If adults use their phones more than teens, then who’s "addicted"?
If adults use their phones more than teens, then who’s "addicted"?
According to the Pew Research Center on Technology and American Life, 91 percent of adults report owning a mobile phone compared to just 78 percent of teens. Not only that, the cell phones warming the pockets of adults are smarter and more high tech than the ones owned by teenagers like me.
What does it mean for all these mature people flush with technology? Well, according to a lot of young people I spoke with, teens are no longer the most “phone addicted” people in the house. Parents are.
When I interviewed my father, Jose Escobar, for this story, we were just seconds into the conversation when his cell phone vibrated with a message. So does he think he’s addicted?
I asked.
“No,” he answered without pause.
But, when I ask him if he thinks I’m addicted: “Yeah, definitely,” he shot back. “You need to text less and you’re constantly reading what’s on Facebook. You need to take a break.”
I think he needs to take a break.
Scott Campbell is a communications professor at the University of Michigan. He studies the way mobile devices affect people. Habit, says Campbell, is not about how much a person uses their cell phone, it’s about intentionality.

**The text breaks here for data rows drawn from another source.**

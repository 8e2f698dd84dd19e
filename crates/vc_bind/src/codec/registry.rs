use alloc::sync::Arc;
use alloc::vec::Vec;
use std::sync::LazyLock;

use crate::codec::{Decoder, Encoder, ScalarDecoder, ScalarEncoder, UntypedDecoder, UntypedEncoder};
use crate::types::{ScalarKind, TypeDescriptor, TypeKind};

// -----------------------------------------------------------------------------
// Shape

/// The codec family serving a descriptor.
#[derive(Debug, Clone, Copy, PartialEq, Eq, Hash)]
pub enum Shape {
    Scalar(ScalarKind),
    /// Built directly around element codecs, never cached.
    Container,
    Enum,
    Untyped,
    /// Stand-in for an abstract type.
    Placeholder,
    Bean,
}

struct Probe {
    matches: fn(&TypeDescriptor) -> bool,
    shape: fn(&TypeDescriptor) -> Shape,
}

// Checked in order, first match wins.
static PROBES: [Probe; 6] = [
    Probe {
        matches: TypeDescriptor::is_scalar,
        shape: |ty| match ty.kind() {
            TypeKind::Scalar(kind) => Shape::Scalar(kind),
            _ => Shape::Untyped,
        },
    },
    Probe {
        matches: |ty| ty.kind() == TypeKind::Any,
        shape: |_| Shape::Untyped,
    },
    Probe {
        matches: TypeDescriptor::is_container,
        shape: |_| Shape::Container,
    },
    Probe {
        matches: TypeDescriptor::is_enum,
        shape: |_| Shape::Enum,
    },
    Probe {
        matches: |ty| ty.kind() == TypeKind::Abstract,
        shape: |_| Shape::Placeholder,
    },
    Probe {
        matches: |ty| ty.kind() == TypeKind::Bean,
        shape: |_| Shape::Bean,
    },
];

/// The codec family of `ty`.
///
/// # Examples
///
/// ```
/// use vc_bind::codec::{Shape, classify};
/// use vc_bind::types::{ScalarKind, TypeDescriptor};
///
/// assert_eq!(classify(&TypeDescriptor::scalar(ScalarKind::I32)), Shape::Scalar(ScalarKind::I32));
/// assert_eq!(classify(&TypeDescriptor::list(TypeDescriptor::any())), Shape::Container);
/// assert_eq!(classify(&TypeDescriptor::abstract_type("Shape")), Shape::Placeholder);
/// ```
pub fn classify(ty: &TypeDescriptor) -> Shape {
    PROBES
        .iter()
        .find(|probe| (probe.matches)(ty))
        .map_or(Shape::Bean, |probe| (probe.shape)(ty))
}

// -----------------------------------------------------------------------------
// Static tables

static SCALAR_DECODERS: LazyLock<Vec<Arc<dyn Decoder>>> = LazyLock::new(|| {
    ScalarKind::ALL
        .iter()
        .map(|&kind| Arc::new(ScalarDecoder::new(kind)) as Arc<dyn Decoder>)
        .collect()
});

static SCALAR_ENCODERS: LazyLock<Vec<Arc<dyn Encoder>>> = LazyLock::new(|| {
    ScalarKind::ALL
        .iter()
        .map(|&kind| Arc::new(ScalarEncoder::new(kind)) as Arc<dyn Encoder>)
        .collect()
});

static UNTYPED_DECODER: LazyLock<Arc<dyn Decoder>> =
    LazyLock::new(|| Arc::new(UntypedDecoder::new()));

static UNTYPED_ENCODER: LazyLock<Arc<dyn Encoder>> =
    LazyLock::new(|| Arc::new(UntypedEncoder::new()));

/// The shared decoder of a scalar or `Any` descriptor.
///
/// Lookups never lock and always return the same instance.
pub fn builtin_decoder(ty: &TypeDescriptor) -> Option<Arc<dyn Decoder>> {
    match ty.kind() {
        TypeKind::Scalar(kind) => SCALAR_DECODERS.get(kind as usize).cloned(),
        TypeKind::Any => Some(UNTYPED_DECODER.clone()),
        _ => None,
    }
}

/// The shared encoder of a scalar or `Any` descriptor.
pub fn builtin_encoder(ty: &TypeDescriptor) -> Option<Arc<dyn Encoder>> {
    match ty.kind() {
        TypeKind::Scalar(kind) => SCALAR_ENCODERS.get(kind as usize).cloned(),
        TypeKind::Any => Some(UNTYPED_ENCODER.clone()),
        _ => None,
    }
}

// -----------------------------------------------------------------------------
// Tests

#[cfg(test)]
mod tests {
    use super::*;

    #[test]
    fn builtins_are_shared() {
        let ty = TypeDescriptor::scalar(ScalarKind::Uuid);
        let a = builtin_decoder(&ty).unwrap();
        let b = builtin_decoder(&ty).unwrap();
        assert!(Arc::ptr_eq(&a, &b));
        assert_eq!(a.descriptor(), &ty);
        assert!(builtin_encoder(&TypeDescriptor::bean("User")).is_none());
    }

    #[test]
    fn every_scalar_has_a_codec() {
        for kind in ScalarKind::ALL {
            let ty = TypeDescriptor::scalar(kind);
            assert_eq!(builtin_decoder(&ty).unwrap().descriptor(), &ty);
            assert_eq!(builtin_encoder(&ty).unwrap().descriptor(), &ty);
        }
    }

    #[test]
    fn classify_shapes() {
        assert_eq!(classify(&TypeDescriptor::any()), Shape::Untyped);
        assert_eq!(classify(&TypeDescriptor::enumeration("Color")), Shape::Enum);
        assert_eq!(
            classify(&TypeDescriptor::optional(TypeDescriptor::bean("User"))),
            Shape::Container
        );
        assert_eq!(classify(&TypeDescriptor::bean("User")), Shape::Bean);
    }
}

“Habit means that you’re not thinking about what you’re doing. That it’s an automatic kind of reaction. I think people use mobile technology in a more reflexive way, and I think this is still one of the reasons why people are still texting and driving when they know it is so dangerous,” Campbell said.
Texting while driving. That’s what teens do right? Well, a 2012 survey found that adults admit to texting and driving even more than teens.
Jayme Burke is the parent of two boys. When Burke was a kid, she used to argue with her dad to get him to quit smoking, but now Burke says that her kids are on her to give up a different bad habit.
“My younger son will actually say to me, ‘Mom I don’t want you to end up dead,’ because he sees all the ads where they’ll show their very last text and then they’ll show the car crunched and the person dead,” said Burke.
She says her son’s pleas make her think about how and when she uses her cell phone, but that sometimes, the gravitational pull of her device gets the best of her. Work emails are big part of Burke’s usage. Texting too. Sometimes, she admits, her kids compete for her attention.
“They’ll say look at me in the eye,” said Burke. “Then sometimes I’ll try to text and look at them, or text and take a break and look at them while I’m texting. It’s really awful, actually.”
The only way I could think to convince my own father that he uses the phone more than he thinks he does was to sit him down and take a cold, hard look at the numbers. To find out who was really addicted, I took the average from three months of phone records. It turns out my dad talks twice as much as I do, but I text way more.
The tiebreaker? Data. He used more than me. When I confronted him about the fact that he was on his phone more than me, he was surprised.
“Wow, I wonder why,” he said. Then he got it.
“Oh yeah, because I was watching boxing. Boxing on my phone. That’s probably why I used more.”
And with that, I became the undisputed champion of cellphone self-control.